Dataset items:
★ ★ ★
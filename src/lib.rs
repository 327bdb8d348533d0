// src/lib.rs

pub mod cli;
pub mod config;
pub mod dag;
pub mod engine;
pub mod errors;
pub mod exec;
pub mod logging;
pub mod reload;
pub mod serve;
pub mod styles;
pub mod watch;

use std::path::PathBuf;

use anyhow::Result;
use tokio::sync::mpsc;
use tracing::info;

use crate::cli::CliArgs;
use crate::config::{default_config_path, load_from_path, load_or_default, Settings};
use crate::dag::registry::builtin_tasks;
use crate::dag::{DagGraph, Scheduler, TaskSpec};
use crate::engine::{
    CoreRuntime, Runtime, RuntimeEvent, RuntimeOptions, TriggerReason,
};
use crate::errors::StylesyncError;
use crate::exec::PipelineExecutor;
use crate::reload::ReloadHub;

/// High-level entry point used by `main.rs`.
///
/// This wires together:
/// - config loading
/// - the built-in task registry and its validation
/// - scheduler / runtime / executor
/// - Ctrl-C handling
pub async fn run(args: CliArgs) -> Result<()> {
    let settings = load_settings(&args)?;

    let specs = builtin_tasks(&settings);
    dag::graph::validate_specs(&specs)?;

    if args.list {
        print_task_list(&specs);
        return Ok(());
    }

    let graph = DagGraph::from_specs(&specs);
    if !graph.contains(&args.task) {
        return Err(StylesyncError::TaskNotFound(args.task.clone()).into());
    }

    let root = std::env::current_dir()?;
    let hub = ReloadHub::new();

    // Runtime event channel.
    let (rt_tx, rt_rx) = mpsc::channel::<RuntimeEvent>(64);

    let executor = PipelineExecutor::new(
        root,
        settings,
        &specs,
        hub,
        rt_tx.clone(),
    )?;

    // Ctrl-C -> graceful shutdown.
    {
        let tx = rt_tx.clone();
        tokio::spawn(async move {
            if let Err(e) = tokio::signal::ctrl_c().await {
                eprintln!("failed to listen for Ctrl+C: {e}");
                return;
            }
            let _ = tx.send(RuntimeEvent::ShutdownRequested).await;
        });
    }

    // Seed the initial trigger from the CLI.
    info!(task = %args.task, "triggering requested task");
    rt_tx
        .send(RuntimeEvent::TaskTriggered {
            task: args.task.clone(),
            reason: TriggerReason::Cli,
        })
        .await?;

    // One-off runs exit on their own; anything that starts a service runs
    // until Ctrl-C.
    let has_service = graph
        .requirement_closure(&args.task)
        .iter()
        .any(|name| {
            specs
                .iter()
                .any(|s| &s.name == name && s.kind.is_service())
        });
    let options = RuntimeOptions {
        exit_when_idle: !has_service,
    };

    let scheduler = Scheduler::from_specs(&specs);
    let core = CoreRuntime::new(scheduler, options);

    let runtime = Runtime::new(core, rt_rx, executor);
    runtime.run().await?;
    Ok(())
}

fn load_settings(args: &CliArgs) -> errors::Result<Settings> {
    match &args.config {
        // An explicit path must exist; a typo should not silently fall back
        // to defaults.
        Some(path) => load_from_path(PathBuf::from(path)),
        None => load_or_default(default_config_path()),
    }
}

/// `--list` output: tasks, prerequisites and watch bindings.
fn print_task_list(specs: &[TaskSpec]) {
    println!("stylesync tasks ({}):", specs.len());
    for spec in specs {
        println!("  - {}", spec.name);
        if !spec.after.is_empty() {
            println!("      after: {:?}", spec.after);
        }
        if let Some(ref binding) = spec.watch {
            println!(
                "      watch: {:?} -> {}",
                binding.patterns, binding.triggers
            );
        }
        if spec.kind.is_service() {
            println!("      long-lived: true");
        }
    }
}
★ ★ ★
● **What this task involves**:
Among the entries above, locate the lines containing "pub mod engine;" and "if let Err(e)", and transcribe exactly those two lines and all lines between.

● **Reply**:
pub mod engine;
pub mod errors;
pub mod exec;
pub mod logging;
pub mod reload;
pub mod serve;
pub mod styles;
pub mod watch;

use std::path::PathBuf;

use anyhow::Result;
use tokio::sync::mpsc;
use tracing::info;

use crate::cli::CliArgs;
use crate::config::{default_config_path, load_from_path, load_or_default, Settings};
use crate::dag::registry::builtin_tasks;
use crate::dag::{DagGraph, Scheduler, TaskSpec};
use crate::engine::{
    CoreRuntime, Runtime, RuntimeEvent, RuntimeOptions, TriggerReason,
};
use crate::errors::StylesyncError;
use crate::exec::PipelineExecutor;
use crate::reload::ReloadHub;

/// High-level entry point used by `main.rs`.
///
/// This wires together:
/// - config loading
/// - the built-in task registry and its validation
/// - scheduler / runtime / executor
/// - Ctrl-C handling
pub async fn run(args: CliArgs) -> Result<()> {
    let settings = load_settings(&args)?;

    let specs = builtin_tasks(&settings);
    dag::graph::validate_specs(&specs)?;

    if args.list {
        print_task_list(&specs);
        return Ok(());
    }

    let graph = DagGraph::from_specs(&specs);
    if !graph.contains(&args.task) {
        return Err(StylesyncError::TaskNotFound(args.task.clone()).into());
    }

    let root = std::env::current_dir()?;
    let hub = ReloadHub::new();

    // Runtime event channel.
    let (rt_tx, rt_rx) = mpsc::channel::<RuntimeEvent>(64);

    let executor = PipelineExecutor::new(
        root,
        settings,
        &specs,
        hub,
        rt_tx.clone(),
    )?;

    // Ctrl-C -> graceful shutdown.
    {
        let tx = rt_tx.clone();
        tokio::spawn(async move {
            if let Err(e) = tokio::signal::ctrl_c().await {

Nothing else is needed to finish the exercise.